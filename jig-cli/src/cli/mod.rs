//! # Command Line Interface
//!
//! Defines the CLI structure and dispatches each subcommand to its handler.

mod board;
mod completion;
mod config;
mod epic;
mod issues;
mod project;
mod sprint;
mod story;

use std::path::PathBuf;

use anyhow::Result;
use clap::builder::Styles;
use clap::builder::styling::AnsiColor;
use clap::{ArgAction, Parser, Subcommand};
use jig_core::ColorMode;
use jig_jira::JiraApiError;

use crate::consts::VERSION;

/// Top-level CLI command for jig
#[derive(Parser)]
#[command(name = "jig")]
#[command(author = env!("CARGO_PKG_AUTHORS"))]
#[command(about = "Jira automation from the command line")]
#[command(
  long_about = "jig creates, updates and deletes Jira projects, epics, stories and sprints,\n\
        and lists boards, issues and comments as compact terminal tables.\n\n\
        Connection settings are read from a JSON config file; run 'jig config init' to create one."
)]
#[command(version = VERSION)]
#[command(propagate_version = true)]
#[command(subcommand_required(true))]
#[command(disable_help_subcommand = true)]
#[command(max_term_width = 120)]
#[command(styles = Styles::styled()
    .header(AnsiColor::BrightGreen.on_default().bold().underline())
    .usage(AnsiColor::Green.on_default().bold())
    .literal(AnsiColor::BrightGreen.on_default().bold())
    .placeholder(AnsiColor::BrightWhite.on_default().italic())
    .valid(AnsiColor::Green.on_default())
    .invalid(AnsiColor::BrightRed.on_default().bold())
)]
pub struct Cli {
  /// Sets the level of verbosity (can be used multiple times)
  #[arg(
    short = 'v',
    long = "verbose",
    action = ArgAction::Count,
    global = true,
    long_help = "Sets the level of verbosity for tracing and logging output.\n\n\
             -v: Show info level messages\n\
             -vv: Show debug level messages\n\
             -vvv: Show trace level messages"
  )]
  pub verbose: u8,

  /// Controls when colored output is used
  #[arg(
    long,
    value_enum,
    ignore_case = true,
    global = true,
    default_value_t = ColorMode::Auto,
  )]
  pub colors: ColorMode,

  /// Path of the config file (defaults to $JIG_CONFIG, then the user config directory)
  #[arg(long = "config", id = "config_path", global = true, value_name = "PATH")]
  pub config: Option<PathBuf>,

  /// Subcommands
  #[command(subcommand)]
  pub command: Commands,
}

/// Subcommands for jig
#[derive(Subcommand)]
pub enum Commands {
  /// Agile boards
  #[command(long_about = "List agile boards and the issues on them.\n\n\
            Boards can be narrowed to a project or to scrum or kanban boards.")]
  Board(board::BoardArgs),

  /// Generate shell completions
  #[command(long_about = "Generates shell completion scripts for jig commands.\n\n\
            Write the output to your shell's completion directory, for example:\n\
            jig completion bash > ~/.local/share/bash-completion/completions/jig")]
  Completion(completion::CompletionArgs),

  /// Config file management
  #[command(long_about = "Create, show and check the jig config file.\n\n\
            The file holds the Jira URL, user and API token. JIRA_URL, JIRA_USER and\n\
            JIRA_API_TOKEN override the stored values when set.")]
  #[command(arg_required_else_help = true)]
  Config(config::ConfigArgs),

  /// Epic management
  #[command(long_about = "Create and manage epics and the stories that belong to them.")]
  Epic(epic::EpicArgs),

  /// Project management
  #[command(alias = "proj")]
  Project(project::ProjectArgs),

  /// Sprint management
  #[command(long_about = "Create, update and delete sprints on a scrum board and move issues into them.\n\n\
            Dates are given as YYYY-MM-DD and sent to Jira as midnight UTC.")]
  Sprint(sprint::SprintArgs),

  /// Story and issue management
  #[command(long_about = "Create, update, transition, assign, comment on and delete issues.\n\n\
            Commands that accept several keys also take ranges such as PROJ-10..PROJ-20\n\
            and comma separated lists.")]
  #[command(alias = "issue")]
  Story(story::StoryArgs),

  /// Intentionally panic (for testing the crash handler)
  #[command(hide = true)]
  Panic,
}

pub fn handle_cli(cli: Cli) -> Result<()> {
  cli.colors.apply();
  let config = cli.config.as_deref();

  match cli.command {
    Commands::Board(board) => board::handle_board_command(board, config),
    Commands::Completion(completion) => completion::handle_completion_command(&completion),
    Commands::Config(args) => config::handle_config_command(args, config),
    Commands::Epic(epic) => epic::handle_epic_command(epic, config),
    Commands::Project(project) => project::handle_project_command(project, config),
    Commands::Sprint(sprint) => sprint::handle_sprint_command(sprint, config),
    Commands::Story(story) => story::handle_story_command(story, config),
    Commands::Panic => {
      panic!("This is an intentional test panic to verify the crash handler");
    }
  }
}

/// Classify a failed command for the log: Jira refused, or something else broke
pub fn describe_failure(err: &anyhow::Error) -> String {
  match err.downcast_ref::<JiraApiError>() {
    Some(api_error) => format!("Jira API error: {api_error}"),
    None => format!("Unexpected error: {err}"),
  }
}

** TASK BRIEF **
Go through the entries above and reproduce each one exactly.

** ANSWER **
filename jig-cli/src/cli/mod.rs
//! # Command Line Interface
//!
//! Defines the CLI structure and dispatches each subcommand to its handler.

mod board;
mod completion;
mod config;
mod epic;
mod issues;
mod project;
mod sprint;
mod story;

use std::path::PathBuf;

use anyhow::Result;
use clap::builder::Styles;
use clap::builder::styling::AnsiColor;
use clap::{ArgAction, Parser, Subcommand};
use jig_core::ColorMode;
use jig_jira::JiraApiError;

use crate::consts::VERSION;

/// Top-level CLI command for jig
#[derive(Parser)]
#[command(name = "jig")]
#[command(author = env!("CARGO_PKG_AUTHORS"))]
#[command(about = "Jira automation from the command line")]
#[command(
  long_about = "jig creates, updates and deletes Jira projects, epics, stories and sprints,\n\
        and lists boards, issues and comments as compact terminal tables.\n\n\
        Connection settings are read from a JSON config file; run 'jig config init' to create one."
)]
#[command(version = VERSION)]
#[command(propagate_version = true)]
#[command(subcommand_required(true))]
#[command(disable_help_subcommand = true)]
#[command(max_term_width = 120)]
#[command(styles = Styles::styled()
    .header(AnsiColor::BrightGreen.on_default().bold().underline())
    .usage(AnsiColor::Green.on_default().bold())
    .literal(AnsiColor::BrightGreen.on_default().bold())
    .placeholder(AnsiColor::BrightWhite.on_default().italic())
    .valid(AnsiColor::Green.on_default())
    .invalid(AnsiColor::BrightRed.on_default().bold())
)]
pub struct Cli {
  /// Sets the level of verbosity (can be used multiple times)
  #[arg(
    short = 'v',
    long = "verbose",
    action = ArgAction::Count,
    global = true,
    long_help = "Sets the level of verbosity for tracing and logging output.\n\n\
             -v: Show info level messages\n\
             -vv: Show debug level messages\n\
             -vvv: Show trace level messages"
  )]
  pub verbose: u8,

  /// Controls when colored output is used
  #[arg(
    long,
    value_enum,
    ignore_case = true,
    global = true,
    default_value_t = ColorMode::Auto,
  )]
  pub colors: ColorMode,

  /// Path of the config file (defaults to $JIG_CONFIG, then the user config directory)
  #[arg(long = "config", id = "config_path", global = true, value_name = "PATH")]
  pub config: Option<PathBuf>,

  /// Subcommands
  #[command(subcommand)]
  pub command: Commands,
}

/// Subcommands for jig
#[derive(Subcommand)]
pub enum Commands {
  /// Agile boards
  #[command(long_about = "List agile boards and the issues on them.\n\n\
            Boards can be narrowed to a project or to scrum or kanban boards.")]
  Board(board::BoardArgs),

  /// Generate shell completions
  #[command(long_about = "Generates shell completion scripts for jig commands.\n\n\
            Write the output to your shell's completion directory, for example:\n\
            jig completion bash > ~/.local/share/bash-completion/completions/jig")]
  Completion(completion::CompletionArgs),

  /// Config file management
  #[command(long_about = "Create, show and check the jig config file.\n\n\
            The file holds the Jira URL, user and API token. JIRA_URL, JIRA_USER and\n\
            JIRA_API_TOKEN override the stored values when set.")]
  #[command(arg_required_else_help = true)]
  Config(config::ConfigArgs),

  /// Epic management
  #[command(long_about = "Create and manage epics and the stories that belong to them.")]
  Epic(epic::EpicArgs),

  /// Project management
  #[command(alias = "proj")]
  Project(project::ProjectArgs),

  /// Sprint management
  #[command(long_about = "Create, update and delete sprints on a scrum board and move issues into them.\n\n\
            Dates are given as YYYY-MM-DD and sent to Jira as midnight UTC.")]
  Sprint(sprint::SprintArgs),

  /// Story and issue management
  #[command(long_about = "Create, update, transition, assign, comment on and delete issues.\n\n\
            Commands that accept several keys also take ranges such as PROJ-10..PROJ-20\n\
            and comma separated lists.")]
  #[command(alias = "issue")]
  Story(story::StoryArgs),

  /// Intentionally panic (for testing the crash handler)
  #[command(hide = true)]
  Panic,
}

pub fn handle_cli(cli: Cli) -> Result<()> {
  cli.colors.apply();
  let config = cli.config.as_deref();

  match cli.command {
    Commands::Board(board) => board::handle_board_command(board, config),
    Commands::Completion(completion) => completion::handle_completion_command(&completion),
    Commands::Config(args) => config::handle_config_command(args, config),
    Commands::Epic(epic) => epic::handle_epic_command(epic, config),
    Commands::Project(project) => project::handle_project_command(project, config),
    Commands::Sprint(sprint) => sprint::handle_sprint_command(sprint, config),
    Commands::Story(story) => story::handle_story_command(story, config),
    Commands::Panic => {
      panic!("This is an intentional test panic to verify the crash handler");
    }
  }
}

/// Classify a failed command for the log: Jira refused, or something else broke
pub fn describe_failure(err: &anyhow::Error) -> String {
  match err.downcast_ref::<JiraApiError>() {
    Some(api_error) => format!("Jira API error: {api_error}"),
    None => format!("Unexpected error: {err}"),
  }
}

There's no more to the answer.